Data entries
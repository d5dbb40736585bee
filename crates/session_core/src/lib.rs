use std::sync::Arc;

use futures::future::join_all;
use link_guard::LinkDangerDetector;
use shared::{
    domain::{ApiCredentials, Phase, PeerId, Phone},
    protocol::{DialogSummary, MessageView, SendReceipt, SessionStatus, VerifyOutcome},
};
use storage::{SessionStore, Storage};
use tracing::{info, warn};

mod auth;
pub mod config;
pub mod error;
pub mod hub;
pub mod registry;
pub mod remote;

pub use config::{load_settings, Settings};
pub use error::CoreError;
pub use hub::{EventHub, Subscriber};
pub use registry::{ConnectionHandle, ConnectionRegistry, StaleSessionPolicy};

pub const MAX_MESSAGE_PAGE: usize = 200;

#[derive(Debug, Clone)]
pub struct ManagerOptions {
    pub dialog_limit: usize,
    pub subscriber_queue: usize,
    pub stale_session_policy: StaleSessionPolicy,
}

impl Default for ManagerOptions {
    fn default() -> Self {
        Self::from(&Settings::default())
    }
}

impl From<&Settings> for ManagerOptions {
    fn from(settings: &Settings) -> Self {
        Self {
            dialog_limit: settings.dialog_limit,
            subscriber_queue: settings.subscriber_queue,
            stale_session_policy: settings.stale_session_policy,
        }
    }
}

/// Entry point for the web layer: sign-in flow, conversation access and
/// live updates, one remote connection per phone.
pub struct SessionManager {
    registry: ConnectionRegistry,
    hub: Arc<EventHub>,
    detector: Arc<LinkDangerDetector>,
    store: Arc<dyn SessionStore>,
    dialog_limit: usize,
}

impl SessionManager {
    pub fn new(
        connector: Arc<dyn remote::RemoteConnector>,
        store: Arc<dyn SessionStore>,
        detector: Arc<LinkDangerDetector>,
        options: ManagerOptions,
    ) -> Self {
        let hub = EventHub::new(detector.clone(), options.subscriber_queue);
        let registry = ConnectionRegistry::new(
            connector,
            store.clone(),
            hub.clone(),
            options.stale_session_policy,
        );
        Self {
            registry,
            hub,
            detector,
            store,
            dialog_limit: options.dialog_limit.max(1),
        }
    }

    /// Opens the configured session database and link detector.
    pub async fn from_settings(
        settings: &Settings,
        connector: Arc<dyn remote::RemoteConnector>,
    ) -> anyhow::Result<Self> {
        let storage = Storage::new(&settings.database_url).await?;
        let detector = if settings.probe_enabled {
            LinkDangerDetector::with_http_probe(settings.detector_config())?
        } else {
            LinkDangerDetector::offline(settings.detector_config())
        };
        info!(
            database_url = %settings.database_url,
            probe_enabled = settings.probe_enabled,
            stale_session_policy = ?settings.stale_session_policy,
            "session manager initialised"
        );
        Ok(Self::new(
            connector,
            Arc::new(storage),
            Arc::new(detector),
            ManagerOptions::from(settings),
        ))
    }

    pub fn registry(&self) -> &ConnectionRegistry {
        &self.registry
    }

    pub fn hub(&self) -> &Arc<EventHub> {
        &self.hub
    }

    pub fn detector(&self) -> &Arc<LinkDangerDetector> {
        &self.detector
    }

    /// Starts or resumes sign-in for `phone`. Safe to call repeatedly; an
    /// existing connection is reused.
    pub async fn begin_session(
        &self,
        phone: &str,
        credentials: Option<ApiCredentials>,
    ) -> Result<SessionStatus, CoreError> {
        self.open_session(phone, credentials, false).await
    }

    /// Like [`Self::begin_session`] but always replaces the live connection.
    pub async fn reconnect(
        &self,
        phone: &str,
        credentials: Option<ApiCredentials>,
    ) -> Result<SessionStatus, CoreError> {
        self.open_session(phone, credentials, true).await
    }

    async fn open_session(
        &self,
        phone: &str,
        credentials: Option<ApiCredentials>,
        force_reconnect: bool,
    ) -> Result<SessionStatus, CoreError> {
        let phone = Phone::parse(phone)?;
        if let Some(creds) = &credentials {
            validate_credentials(creds)?;
        }
        let (_, phase) = self
            .registry
            .get_or_create(&phone, credentials, force_reconnect)
            .await?;
        Ok(SessionStatus { phone, phase })
    }

    pub async fn verify_code(&self, phone: &str, code: &str) -> Result<VerifyOutcome, CoreError> {
        let phone = Phone::parse(phone)?;
        let result = self.registry.submit_code(&phone, code).await;
        self.verify_outcome(&phone, result).await
    }

    pub async fn verify_password(
        &self,
        phone: &str,
        password: &str,
    ) -> Result<VerifyOutcome, CoreError> {
        let phone = Phone::parse(phone)?;
        let result = self.registry.submit_password(&phone, password).await;
        self.verify_outcome(&phone, result).await
    }

    async fn verify_outcome(
        &self,
        phone: &Phone,
        result: Result<Phase, CoreError>,
    ) -> Result<VerifyOutcome, CoreError> {
        match result {
            Ok(phase) => Ok(VerifyOutcome {
                ok: true,
                message: match phase {
                    Phase::Authorized => "success".into(),
                    Phase::PasswordRequired => "two-factor password required".into(),
                    _ => "pending".into(),
                },
                phase,
            }),
            Err(CoreError::VerificationRejected(reason)) => {
                let phase = self
                    .registry
                    .phase(phone)
                    .await
                    .unwrap_or(Phase::Unauthenticated);
                Ok(VerifyOutcome {
                    ok: false,
                    message: reason,
                    phase,
                })
            }
            Err(error) => Err(error),
        }
    }

    pub async fn list_dialogs(&self, phone: &str) -> Result<Vec<DialogSummary>, CoreError> {
        let phone = Phone::parse(phone)?;
        let handle = self.authorized_handle(&phone).await?;
        let dialogs = handle
            .client()
            .iter_dialogs(self.dialog_limit)
            .await
            .map_err(|source| CoreError::ConnectionFailed {
                phone: phone.clone(),
                source,
            })?;

        Ok(dialogs
            .into_iter()
            .map(|dialog| DialogSummary {
                id: dialog.peer.id(),
                name: dialog.peer.display_name(),
                kind: dialog.peer.kind(),
                unread_count: dialog.unread_count,
            })
            .collect())
    }

    /// Recent history with `peer_id`, oldest first, each message annotated
    /// with link dangers.
    pub async fn list_messages(
        &self,
        phone: &str,
        peer_id: PeerId,
        limit: usize,
    ) -> Result<Vec<MessageView>, CoreError> {
        let phone = Phone::parse(phone)?;
        if peer_id.0 == 0 {
            return Err(CoreError::InvalidInput("peer id is required".into()));
        }
        if limit == 0 {
            return Err(CoreError::InvalidInput("limit must be at least 1".into()));
        }

        let handle = self.authorized_handle(&phone).await?;
        let mut messages = handle
            .client()
            .iter_messages(peer_id, limit.min(MAX_MESSAGE_PAGE))
            .await
            .map_err(|source| CoreError::ConnectionFailed {
                phone: phone.clone(),
                source,
            })?;
        messages.sort_by_key(|m| (m.timestamp, m.message_id));

        let dangers = join_all(
            messages
                .iter()
                .map(|m| self.detector.detect(m.text.as_deref())),
        )
        .await;

        Ok(messages
            .into_iter()
            .zip(dangers)
            .map(|(message, dangers)| MessageView {
                id: message.message_id,
                text: message.text.unwrap_or_default(),
                timestamp: message.timestamp,
                outbound: message.outbound,
                dangers,
            })
            .collect())
    }

    pub async fn send_text(
        &self,
        phone: &str,
        peer_id: PeerId,
        text: &str,
    ) -> Result<SendReceipt, CoreError> {
        let phone = Phone::parse(phone)?;
        if peer_id.0 == 0 {
            return Err(CoreError::InvalidInput("peer id is required".into()));
        }
        let text = text.trim();
        if text.is_empty() {
            return Err(CoreError::InvalidInput("message text is empty".into()));
        }

        let handle = self.authorized_handle(&phone).await?;
        let dangers = self.detector.detect(Some(text)).await;
        if !dangers.is_empty() {
            warn!(
                %phone,
                peer_id = peer_id.0,
                flagged = dangers.len(),
                "outbound message contains dangerous links"
            );
        }

        let sent = handle
            .client()
            .send_message(peer_id, text)
            .await
            .map_err(|source| CoreError::SendFailed { source })?;
        Ok(SendReceipt {
            ok: true,
            message_id: sent.message_id,
            dangers,
        })
    }

    /// Subscribes to live updates for `phone`. The returned stream never
    /// replays past events and unsubscribes when dropped.
    pub fn open_live_updates(&self, phone: &str) -> Result<Subscriber, CoreError> {
        let phone = Phone::parse(phone)?;
        Ok(self.hub.subscribe(&phone))
    }

    /// Ends all live streams and disconnects every client.
    pub async fn shutdown(&self) {
        self.hub.close_all();
        self.registry.close_all().await;
        info!("session manager shut down");
    }

    /// An authorized connection for `phone`, resuming from the stored session
    /// after a restart when one exists.
    async fn authorized_handle(&self, phone: &Phone) -> Result<ConnectionHandle, CoreError> {
        if let Some(handle) = self.registry.authorized(phone).await {
            return Ok(handle);
        }

        let resumable = self
            .store
            .load_session(phone)
            .await
            .map_err(CoreError::storage)?
            .is_some_and(|s| s.has_session_blob());
        if !resumable {
            return Err(CoreError::no_connection(phone));
        }

        match self.registry.get_or_create(phone, None, false).await? {
            (handle, Phase::Authorized) => Ok(handle),
            _ => Err(CoreError::no_connection(phone)),
        }
    }
}

fn validate_credentials(credentials: &ApiCredentials) -> Result<(), CoreError> {
    if credentials.api_id <= 0 {
        return Err(CoreError::InvalidInput("api id must be a positive number".into()));
    }
    if credentials.api_secret.trim().is_empty() {
        return Err(CoreError::InvalidInput("api secret is empty".into()));
    }
    Ok(())
}

#[cfg(test)]
#[path = "tests/support.rs"]
pub(crate) mod test_support;

#[cfg(test)]
#[path = "tests/lib_tests.rs"]
mod tests;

* [The problem]
Beginning at the line that holds "if let Some(handle)", reproduce each line of the records above down to and including the last one.

* [Answer to this problem]
        if let Some(handle) = self.registry.authorized(phone).await {
            return Ok(handle);
        }

        let resumable = self
            .store
            .load_session(phone)
            .await
            .map_err(CoreError::storage)?
            .is_some_and(|s| s.has_session_blob());
        if !resumable {
            return Err(CoreError::no_connection(phone));
        }

        match self.registry.get_or_create(phone, None, false).await? {
            (handle, Phase::Authorized) => Ok(handle),
            _ => Err(CoreError::no_connection(phone)),
        }
    }
}

fn validate_credentials(credentials: &ApiCredentials) -> Result<(), CoreError> {
    if credentials.api_id <= 0 {
        return Err(CoreError::InvalidInput("api id must be a positive number".into()));
    }
    if credentials.api_secret.trim().is_empty() {
        return Err(CoreError::InvalidInput("api secret is empty".into()));
    }
    Ok(())
}

#[cfg(test)]
#[path = "tests/support.rs"]
pub(crate) mod test_support;

#[cfg(test)]
#[path = "tests/lib_tests.rs"]
mod tests;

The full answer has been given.